Political geography studies the ways geographic space is organized within and by political processes. It is focused on the spatial expression of political behavior. Boundaries on land and on the oceans, the role of capital cities, power relationships among nation-states, administrative systems, conflicts over resources, voter behavior, and even matters involving outer space have politico-geographical relations. From the disciplinary perspective, political geography can be defined as either geography or political science.
Political geography is the study of relationships among humans, their environment, and their political institutions. The functions of political geography are not confined to just one state, they embrace the whole globe. The subject is dynamic and looks for the effects of change and the rate of such change. Political geography considers different cultural meanings for similar geographic and political functions.
It explores attitudes, frames of reference, habits, and beliefs – all the rationale of political and cultural action – for their agreement or disagreement with the environment. Political geography is functional and studies the degree of unity reached by man's political institutions and the environment. The political geographer is concerned with the heterogeneity and homogeneity in action within and without the political unit, attempting to analyze the centrifugal and centripetal forces acting and interacting at different rates.
Charles-Louis Montesquieu (1689-1755) formulated many of the key concepts of political geography as the study of the spatial dimension of politics and political institutions. Subsequently, political geography continued with its study of the impact of climate and environmental factors on politics, along with the political significance of borders and other territorial features of states.
In the 19th and early 20th centuries, geography had a very strong political focus. Many of the early geographers were explicitly concerned with the relations between geography and politics. Leading figures in this field included Russian explorer Peter Kropotkin (1842-1921), English geographer Sir Halford Mackinder (1861-1947) and American educator Isaiah Bowman (1878-1950).
Through the 20th century, political geography became an ossified branch of a subject which was often taught but rarely researched and became tied to outdated theories. The field was also partially discredited by the Nazi infatuation with Geopolitik. Political geography was then bypassed by the surge of the new geography of the 1950s and 1960s.
Another social science, political science, took over the explicit analysis of politics. Overall, political geography was largely ignored by its discipline. By the 1970s, things began to change. Social sciences reflected the end of the post-war economic boom by focusing on power, conflict and the inequitable distribution of resources and life chances. The change occurred in many disciplines, for example the resurgence of Marxist economies and the growth of radical sociology. It was also seen in the emergence of interdisciplinary approaches that did not accept the artificial demarcation of knowledge suggested by traditional academic disciplines.
These changes also affected human geography. As a radical geography emerged and a critical awareness developed among geographers, they started asking important questions such as "Who gets what?" and "Why does who get what?" These developments resulted in a new political geography, which re-examined the old topics and also included new areas of inquiry.

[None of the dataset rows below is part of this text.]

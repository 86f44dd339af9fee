//! Route paths and the base they are mounted under
//!
//! A route path is canonical when it starts with `/`, has no empty segments
//! or backslashes and carries no trailing slash (the root `/` excepted).

use crate::error::RouteError;
use std::borrow::Cow;

fn is_canonical(path: &str) -> bool {
    path.starts_with('/')
        && !path.contains("//")
        && !path.contains('\\')
        && (path.len() == 1 || !path.ends_with('/'))
}

/// Bring a path into canonical form, borrowing when it already is
///
/// ```
/// use rhtmx_router::path::normalize_path;
///
/// assert_eq!(normalize_path("users//7/"), "/users/7");
/// assert_eq!(normalize_path("\\docs\\intro"), "/docs/intro");
/// assert_eq!(normalize_path(""), "/");
/// ```
pub fn normalize_path(path: &str) -> Cow<'_, str> {
    if is_canonical(path) {
        return Cow::Borrowed(path);
    }

    let mut out = String::with_capacity(path.len() + 1);
    for segment in path.split(['/', '\\']).filter(|s| !s.is_empty()) {
        out.push('/');
        out.push_str(segment);
    }
    if out.is_empty() {
        out.push('/');
    }
    Cow::Owned(out)
}

/// Split a URI into its path and its `?query#fragment` suffix
///
/// ```
/// use rhtmx_router::path::split_suffix;
///
/// assert_eq!(split_suffix("/a/b?x=1#top"), ("/a/b", "?x=1#top"));
/// assert_eq!(split_suffix("/a/b"), ("/a/b", ""));
/// ```
pub fn split_suffix(uri: &str) -> (&str, &str) {
    match uri.find(&['?', '#'][..]) {
        Some(at) => uri.split_at(at),
        None => (uri, ""),
    }
}

/// The base path every route lives under
///
/// Paths are compared against the base case-insensitively, and the base must
/// be followed by `/`, a query, a fragment or the end of the path.
#[derive(Debug, Clone, PartialEq, Eq)]
pub struct BasePath {
    base: String,
}

impl BasePath {
    /// Create a base path, normalizing it (`app/` → `/app`)
    pub fn new(base: &str) -> Result<Self, RouteError> {
        if base.contains(&['?', '#'][..]) {
            return Err(RouteError::InvalidBase(base.to_string()));
        }
        Ok(Self {
            base: normalize_path(base).into_owned(),
        })
    }

    /// The root base `/`
    pub fn root() -> Self {
        Self {
            base: "/".to_string(),
        }
    }

    pub fn as_str(&self) -> &str {
        &self.base
    }

    pub fn is_root(&self) -> bool {
        self.base == "/"
    }

    /// Whether an absolute path lies within the base
    pub fn contains(&self, path: &str) -> bool {
        self.strip(path).is_some()
    }

    /// Format a URI into a base-relative route path
    ///
    /// Normalizes the path part, strips the base and keeps any query or
    /// fragment. Returns `None` for an empty URI or a path outside the base.
    ///
    /// # Examples
    ///
    /// ```
    /// use rhtmx_router::path::BasePath;
    ///
    /// let base = BasePath::new("/app").unwrap();
    /// assert_eq!(base.format("/app/users/1/").as_deref(), Some("/users/1"));
    /// assert_eq!(base.format("/APP").as_deref(), Some("/"));
    /// assert_eq!(base.format("/app/search?q=x").as_deref(), Some("/search?q=x"));
    /// assert_eq!(base.format("/application"), None);
    /// assert_eq!(base.format(""), None);
    /// ```
    pub fn format(&self, uri: &str) -> Option<String> {
        if uri.is_empty() {
            return None;
        }

        let (path, suffix) = split_suffix(uri);
        let normalized = normalize_path(path);
        let rest = self.strip(&normalized)?;
        let rest = if rest.is_empty() { "/" } else { rest };

        Some(format!("{}{}", rest, suffix))
    }

    /// Prefix a base-relative absolute path with the base
    ///
    /// ```
    /// use rhtmx_router::path::BasePath;
    ///
    /// let base = BasePath::new("/app").unwrap();
    /// assert_eq!(base.join("/users"), "/app/users");
    /// assert_eq!(base.join("/"), "/app");
    /// ```
    pub fn join(&self, path: &str) -> String {
        match (self.is_root(), path) {
            (true, _) => path.to_string(),
            (false, "/") => self.base.clone(),
            (false, _) => format!("{}{}", self.base, path),
        }
    }

    fn strip<'a>(&self, path: &'a str) -> Option<&'a str> {
        if self.is_root() {
            return Some(path);
        }

        let head = path.get(..self.base.len())?;
        if !head.eq_ignore_ascii_case(&self.base) {
            return None;
        }

        let rest = &path[self.base.len()..];
        match rest.chars().next() {
            None | Some('/') | Some('?') | Some('#') => Some(rest),
            Some(_) => None,
        }
    }
}

impl Default for BasePath {
    fn default() -> Self {
        Self::root()
    }
}
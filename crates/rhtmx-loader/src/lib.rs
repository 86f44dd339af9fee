//! # RHTMX Loader - data loading for client-side navigation
//!
//! This crate turns declarative load plans into concrete data for the
//! RHTMX client router.
//!
//! ## Features
//!
//! - **Load Plans**: Map logical names to resource specs (request + parser + caching hints)
//! - **Caching Strategies**: stale-while-revalidate, cache-first, network-first, no-store
//! - **Deduplication**: Concurrent loads of the same request share one fetch
//! - **Change Detection**: Background refreshes only notify when the data actually changed
//! - **Invalidation**: Drop entries by canonical key or by tag
//!
//! ## Example
//!
//! ```rust
//! use rhtmx_loader::{fetch_fn, CacheConfig, LoadPlan, ResourceCache, ResourceSpec, Response};
//! use std::sync::Arc;
//!
//! #[tokio::main]
//! async fn main() {
//!     let fetcher = fetch_fn(|_request| async { Ok(Response::json(&serde_json::json!({"id": 1}))) });
//!     let config = CacheConfig {
//!         base_url: Some("https://example.com".to_string()),
//!         ..CacheConfig::default()
//!     };
//!     let cache = ResourceCache::new(config, Arc::new(fetcher)).unwrap();
//!
//!     let plan = LoadPlan::new().with("user", ResourceSpec::get("/api/users/1").tag("users"));
//!     let data = cache.load_plan(&plan, None).await.unwrap();
//!     assert_eq!(data["user"]["id"], 1);
//! }
//! ```

use std::future::Future;
use std::pin::Pin;

pub mod cache;
pub mod config;
pub mod engine;
pub mod error;
pub mod fetch;
pub mod plan;
pub mod request;

pub use cache::{CacheEntry, CacheStats};
pub use config::{CacheConfig, CacheTomlConfig};
pub use engine::{ResourceCache, Revalidation, RevalidateSink};
pub use error::LoadError;
pub use fetch::{fetch_fn, Fetch, FnFetch};
pub use plan::{CacheHints, CacheStrategy, LoadPlan, ResourceSpec, ResponseParser};
pub use request::{CacheKey, Request, Response};

/// Boxed, sendable future used at every async seam of the loader
pub type BoxFuture<'a, T> = Pin<Box<dyn Future<Output = T> + Send + 'a>>;
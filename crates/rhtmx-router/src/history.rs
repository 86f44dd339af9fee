//! The router's private namespace inside history entry state
//!
//! History entries carry caller state untouched; the engine only owns the
//! object stored under the configured state key.

use crate::scroll::RegionOffsets;
use serde::{Deserialize, Serialize};
use serde_json::{Map, Value};

/// Engine bookkeeping stored with a history entry
#[derive(Debug, Clone, Default, PartialEq, Serialize, Deserialize)]
pub struct EntryState {
    /// Position of the entry in the history stack
    #[serde(default, skip_serializing_if = "Option::is_none")]
    pub idx: Option<u64>,

    /// Entry was written without running loaders
    #[serde(default, skip_serializing_if = "std::ops::Not::not")]
    pub shallow: bool,

    /// Navigation type that produced the entry
    #[serde(rename = "type", default, skip_serializing_if = "Option::is_none")]
    pub kind: Option<String>,

    /// Offsets captured when the entry was left
    #[serde(default, skip_serializing_if = "Option::is_none")]
    pub scroll: Option<RegionOffsets>,
}

impl EntryState {
    /// Read the namespace from an entry's state; anything malformed reads as empty
    pub fn read(state: &Value, key: &str) -> Self {
        state
            .get(key)
            .and_then(|ns| serde_json::from_value(ns.clone()).ok())
            .unwrap_or_default()
    }

    /// Return `state` with the namespace set to `self`
    ///
    /// Other keys are kept. A non-object payload is replaced by an object.
    pub fn write_into(&self, state: &Value, key: &str) -> Value {
        let mut object = match state {
            Value::Object(map) => map.clone(),
            _ => Map::new(),
        };
        let ns = serde_json::to_value(self).unwrap_or_else(|_| Value::Object(Map::new()));
        object.insert(key.to_string(), ns);
        Value::Object(object)
    }
}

This renaissance in political geography saw a growth in the study of sub-national political units, such as regions and cities, the consequences of globalization, and the emergence of new nation states. As a result of this rekindled interest in the field, there were a growing number of textbooks devoted to the subject. Several journals were established, including Political Geography Quarterly in 1982 and Environment and Planning C: Government and Policy in 1983.
Three broad areas of interest of this new political geography include international order, the nation state and social movements. The first area includes the North-South dimension of world order and the East-West split. The area of the nation state studies the state as a key unit of analysis, which binds the understanding of the world order with an analysis of events at the local level. The political geography of social movements includes the politics of location and the politics of place.
The strands that link spatial structures, political processes and economic systems need to be analyzed in order to reach a full understanding of society. The traditional subject matter of geography, the relationships between people and nature, people and space, people and places, and political considerations cannot be separated. The general subject matter of political geography is the explicit focus on these considerations.